Requirement:
Set down each record exactly as written.

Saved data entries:
************
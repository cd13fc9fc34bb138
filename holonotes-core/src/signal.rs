//! Push-signal shapes.
//!
//! Signals arrive out-of-band from request/response calls. The outer
//! [`Signal`] is kept loose (`payload` is raw JSON) so a single malformed or
//! foreign payload never fails decoding of the envelope; [`NotesSignal`] is
//! the typed view a consumer opts into.

use crate::entities::{Action, LinkType, Note, Profile};
use crate::identity::ActionHash;
use serde::{Deserialize, Serialize};

/// Zome name the notes coordinator emits signals under.
pub const NOTES_ZOME: &str = "notes";

/// Envelope delivered on the push channel.
#[derive(Debug, Clone, PartialEq, Serialize, Deserialize)]
#[serde(tag = "type", rename_all = "snake_case")]
pub enum Signal {
    App {
        zome_name: String,
        payload: serde_json::Value,
    },
    System {
        #[serde(default)]
        payload: serde_json::Value,
    },
}

/// Typed entry carried inside a signal.
#[derive(Debug, Clone, PartialEq, Eq, Serialize, Deserialize)]
#[serde(tag = "type")]
pub enum AppEntry {
    Note(Note),
    Profile(Profile),
}

#[derive(Debug, Clone, PartialEq, Eq, Serialize, Deserialize)]
pub struct HashedAction {
    pub hash: ActionHash,
    #[serde(default, skip_serializing_if = "Option::is_none")]
    pub content: Option<Action>,
}

#[derive(Debug, Clone, PartialEq, Eq, Serialize, Deserialize)]
pub struct SignalAction {
    pub hashed: HashedAction,
}

impl SignalAction {
    pub fn new(hash: ActionHash, content: Option<Action>) -> Self {
        Self {
            hashed: HashedAction { hash, content },
        }
    }

    pub fn hash(&self) -> ActionHash {
        self.hashed.hash
    }
}

/// Post-commit events emitted by the notes and profile zomes.
#[derive(Debug, Clone, PartialEq, Eq, Serialize, Deserialize)]
#[serde(tag = "type")]
pub enum NotesSignal {
    EntryCreated {
        action: SignalAction,
        app_entry: AppEntry,
    },
    EntryUpdated {
        action: SignalAction,
        app_entry: AppEntry,
        original_app_entry: AppEntry,
    },
    EntryDeleted {
        action: SignalAction,
        original_app_entry: AppEntry,
    },
    LinkCreated {
        action: SignalAction,
        link_type: LinkType,
    },
    LinkDeleted {
        action: SignalAction,
        link_type: LinkType,
    },
}

impl NotesSignal {
    /// Wrap into an app signal for `zome_name`.
    pub fn into_signal(self, zome_name: &str) -> Result<Signal, serde_json::Error> {
        Ok(Signal::App {
            zome_name: zome_name.to_string(),
            payload: serde_json::to_value(self)?,
        })
    }
}

impl Signal {
    /// Typed notes payload, if this is an app signal from `zome`.
    pub fn notes_payload(&self, zome: &str) -> Option<NotesSignal> {
        match self {
            Self::App { zome_name, payload } if zome_name == zome => {
                serde_json::from_value(payload.clone()).ok()
            }
            _ => None,
        }
    }

    /// Hash of a newly created Note, if and only if this signal is an
    /// `EntryCreated` from `zome` whose entry is tagged `Note`. Only the tags
    /// and the action hash are read; the entry body is not decoded.
    pub fn created_note_hash(&self, zome: &str) -> Option<ActionHash> {
        let Self::App { zome_name, payload } = self else {
            return None;
        };
        if zome_name != zome
            || payload.get("type")?.as_str()? != "EntryCreated"
            || payload.get("app_entry")?.get("type")?.as_str()? != "Note"
        {
            return None;
        }
        let hash = payload.get("action")?.get("hashed")?.get("hash")?;
        ActionHash::deserialize(hash).ok()
    }
}

#[cfg(test)]
mod tests {
    use super::*;
    use crate::identity::Timestamp;
    use serde_json::json;

    fn created(hash: ActionHash) -> Signal {
        NotesSignal::EntryCreated {
            action: SignalAction::new(hash, None),
            app_entry: AppEntry::Note(Note::new("t", "c", Timestamp::from_micros(5))),
        }
        .into_signal(NOTES_ZOME)
        .unwrap()
    }

    #[test]
    fn test_created_note_hash_accepts_exact_shape() {
        let hash = ActionHash::digest(b"n1");
        assert_eq!(created(hash).created_note_hash(NOTES_ZOME), Some(hash));
    }

    #[test]
    fn test_created_note_hash_from_wire_json() {
        let hash = ActionHash::digest(b"wire");
        let raw = json!({
            "type": "app",
            "zome_name": "notes",
            "payload": {
                "type": "EntryCreated",
                "app_entry": {
                    "type": "Note",
                    "title": "t",
                    "content": "c",
                    "created_at": 1674053334548000_i64
                },
                "action": { "hashed": { "hash": hash.as_bytes().to_vec() } }
            }
        });
        let signal: Signal = serde_json::from_value(raw).unwrap();
        assert_eq!(signal.created_note_hash("notes"), Some(hash));
    }

    #[test]
    fn test_created_note_hash_reads_only_tags() {
        let bytes: Vec<u8> = (1..=32).collect();
        let hash = ActionHash::from_slice(&bytes).unwrap();
        let raw = json!({
            "type": "app",
            "zome_name": "notes",
            "payload": {
                "type": "EntryCreated",
                "app_entry": { "type": "Note" },
                "action": { "hashed": { "hash": bytes } }
            }
        });
        let signal: Signal = serde_json::from_value(raw).unwrap();
        assert_eq!(signal.created_note_hash(NOTES_ZOME), Some(hash));
    }

    #[test]
    fn test_other_zome_is_ignored() {
        let hash = ActionHash::digest(b"n1");
        assert_eq!(created(hash).created_note_hash("profile"), None);
    }

    #[test]
    fn test_profile_entry_is_ignored() {
        let signal = NotesSignal::EntryCreated {
            action: SignalAction::new(ActionHash::digest(b"p"), None),
            app_entry: AppEntry::Profile(Profile {
                nickname: "bob".into(),
            }),
        }
        .into_signal(NOTES_ZOME)
        .unwrap();
        assert_eq!(signal.created_note_hash(NOTES_ZOME), None);
    }

    #[test]
    fn test_link_and_update_signals_are_ignored() {
        let link = NotesSignal::LinkCreated {
            action: SignalAction::new(ActionHash::digest(b"l"), None),
            link_type: LinkType::ListNotes,
        }
        .into_signal(NOTES_ZOME)
        .unwrap();
        assert_eq!(link.created_note_hash(NOTES_ZOME), None);
    }

    #[test]
    fn test_malformed_payload_is_ignored() {
        let signal = Signal::App {
            zome_name: "notes".into(),
            payload: json!({ "type": "EntryCreated", "action": { "hashed": { "hash": [1, 2] } } }),
        };
        assert_eq!(signal.created_note_hash(NOTES_ZOME), None);
    }

    #[test]
    fn test_system_signal_is_ignored() {
        let signal: Signal = serde_json::from_value(json!({ "type": "system" })).unwrap();
        assert_eq!(signal.created_note_hash(NOTES_ZOME), None);
    }
}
************
Response box:
repository cd13fc9fc34bb138
filename holonotes-core/src/signal.rs
//! Push-signal shapes.
//!
//! Signals arrive out-of-band from request/response calls. The outer
//! [`Signal`] is kept loose (`payload` is raw JSON) so a single malformed or
//! foreign payload never fails decoding of the envelope; [`NotesSignal`] is
//! the typed view a consumer opts into.

use crate::entities::{Action, LinkType, Note, Profile};
use crate::identity::ActionHash;
use serde::{Deserialize, Serialize};

/// Zome name the notes coordinator emits signals under.
pub const NOTES_ZOME: &str = "notes";

/// Envelope delivered on the push channel.
#[derive(Debug, Clone, PartialEq, Serialize, Deserialize)]
#[serde(tag = "type", rename_all = "snake_case")]
pub enum Signal {
    App {
        zome_name: String,
        payload: serde_json::Value,
    },
    System {
        #[serde(default)]
        payload: serde_json::Value,
    },
}

/// Typed entry carried inside a signal.
#[derive(Debug, Clone, PartialEq, Eq, Serialize, Deserialize)]
#[serde(tag = "type")]
pub enum AppEntry {
    Note(Note),
    Profile(Profile),
}

#[derive(Debug, Clone, PartialEq, Eq, Serialize, Deserialize)]
pub struct HashedAction {
    pub hash: ActionHash,
    #[serde(default, skip_serializing_if = "Option::is_none")]
    pub content: Option<Action>,
}

#[derive(Debug, Clone, PartialEq, Eq, Serialize, Deserialize)]
pub struct SignalAction {
    pub hashed: HashedAction,
}

impl SignalAction {
    pub fn new(hash: ActionHash, content: Option<Action>) -> Self {
        Self {
            hashed: HashedAction { hash, content },
        }
    }

    pub fn hash(&self) -> ActionHash {
        self.hashed.hash
    }
}

/// Post-commit events emitted by the notes and profile zomes.
#[derive(Debug, Clone, PartialEq, Eq, Serialize, Deserialize)]
#[serde(tag = "type")]
pub enum NotesSignal {
    EntryCreated {
        action: SignalAction,
        app_entry: AppEntry,
    },
    EntryUpdated {
        action: SignalAction,
        app_entry: AppEntry,
        original_app_entry: AppEntry,
    },
    EntryDeleted {
        action: SignalAction,
        original_app_entry: AppEntry,
    },
    LinkCreated {
        action: SignalAction,
        link_type: LinkType,
    },
    LinkDeleted {
        action: SignalAction,
        link_type: LinkType,
    },
}

impl NotesSignal {
    /// Wrap into an app signal for `zome_name`.
    pub fn into_signal(self, zome_name: &str) -> Result<Signal, serde_json::Error> {
        Ok(Signal::App {
            zome_name: zome_name.to_string(),
            payload: serde_json::to_value(self)?,
        })
    }
}

impl Signal {
    /// Typed notes payload, if this is an app signal from `zome`.
    pub fn notes_payload(&self, zome: &str) -> Option<NotesSignal> {
        match self {
            Self::App { zome_name, payload } if zome_name == zome => {
                serde_json::from_value(payload.clone()).ok()
            }
            _ => None,
        }
    }

    /// Hash of a newly created Note, if and only if this signal is an
    /// `EntryCreated` from `zome` whose entry is tagged `Note`. Only the tags
    /// and the action hash are read; the entry body is not decoded.
    pub fn created_note_hash(&self, zome: &str) -> Option<ActionHash> {
        let Self::App { zome_name, payload } = self else {
            return None;
        };
        if zome_name != zome
            || payload.get("type")?.as_str()? != "EntryCreated"
            || payload.get("app_entry")?.get("type")?.as_str()? != "Note"
        {
            return None;
        }
        let hash = payload.get("action")?.get("hashed")?.get("hash")?;
        ActionHash::deserialize(hash).ok()
    }
}

#[cfg(test)]
mod tests {
    use super::*;
    use crate::identity::Timestamp;
    use serde_json::json;

    fn created(hash: ActionHash) -> Signal {
        NotesSignal::EntryCreated {
            action: SignalAction::new(hash, None),
            app_entry: AppEntry::Note(Note::new("t", "c", Timestamp::from_micros(5))),
        }
        .into_signal(NOTES_ZOME)
        .unwrap()
    }

    #[test]
    fn test_created_note_hash_accepts_exact_shape() {
        let hash = ActionHash::digest(b"n1");
        assert_eq!(created(hash).created_note_hash(NOTES_ZOME), Some(hash));
    }

    #[test]
    fn test_created_note_hash_from_wire_json() {
        let hash = ActionHash::digest(b"wire");
        let raw = json!({
            "type": "app",
            "zome_name": "notes",
            "payload": {
                "type": "EntryCreated",
                "app_entry": {
                    "type": "Note",
                    "title": "t",
                    "content": "c",
                    "created_at": 1674053334548000_i64
                },
                "action": { "hashed": { "hash": hash.as_bytes().to_vec() } }
            }
        });
        let signal: Signal = serde_json::from_value(raw).unwrap();
        assert_eq!(signal.created_note_hash("notes"), Some(hash));
    }

    #[test]
    fn test_created_note_hash_reads_only_tags() {
        let bytes: Vec<u8> = (1..=32).collect();
        let hash = ActionHash::from_slice(&bytes).unwrap();
        let raw = json!({
            "type": "app",
            "zome_name": "notes",
            "payload": {
                "type": "EntryCreated",
                "app_entry": { "type": "Note" },
                "action": { "hashed": { "hash": bytes } }
            }
        });
        let signal: Signal = serde_json::from_value(raw).unwrap();
        assert_eq!(signal.created_note_hash(NOTES_ZOME), Some(hash));
    }

    #[test]
    fn test_other_zome_is_ignored() {
        let hash = ActionHash::digest(b"n1");
        assert_eq!(created(hash).created_note_hash("profile"), None);
    }

    #[test]
    fn test_profile_entry_is_ignored() {
        let signal = NotesSignal::EntryCreated {
            action: SignalAction::new(ActionHash::digest(b"p"), None),
            app_entry: AppEntry::Profile(Profile {
                nickname: "bob".into(),
            }),
        }
        .into_signal(NOTES_ZOME)
        .unwrap();
        assert_eq!(signal.created_note_hash(NOTES_ZOME), None);
    }

    #[test]
    fn test_link_and_update_signals_are_ignored() {
        let link = NotesSignal::LinkCreated {
            action: SignalAction::new(ActionHash::digest(b"l"), None),
            link_type: LinkType::ListNotes,
        }
        .into_signal(NOTES_ZOME)
        .unwrap();
        assert_eq!(link.created_note_hash(NOTES_ZOME), None);
    }

    #[test]
    fn test_malformed_payload_is_ignored() {
        let signal = Signal::App {
            zome_name: "notes".into(),
            payload: json!({ "type": "EntryCreated", "action": { "hashed": { "hash": [1, 2] } } }),
        };
        assert_eq!(signal.created_note_hash(NOTES_ZOME), None);
    }

    #[test]
    fn test_system_signal_is_ignored() {
        let signal: Signal = serde_json::from_value(json!({ "type": "system" })).unwrap();
        assert_eq!(signal.created_note_hash(NOTES_ZOME), None);
    }
}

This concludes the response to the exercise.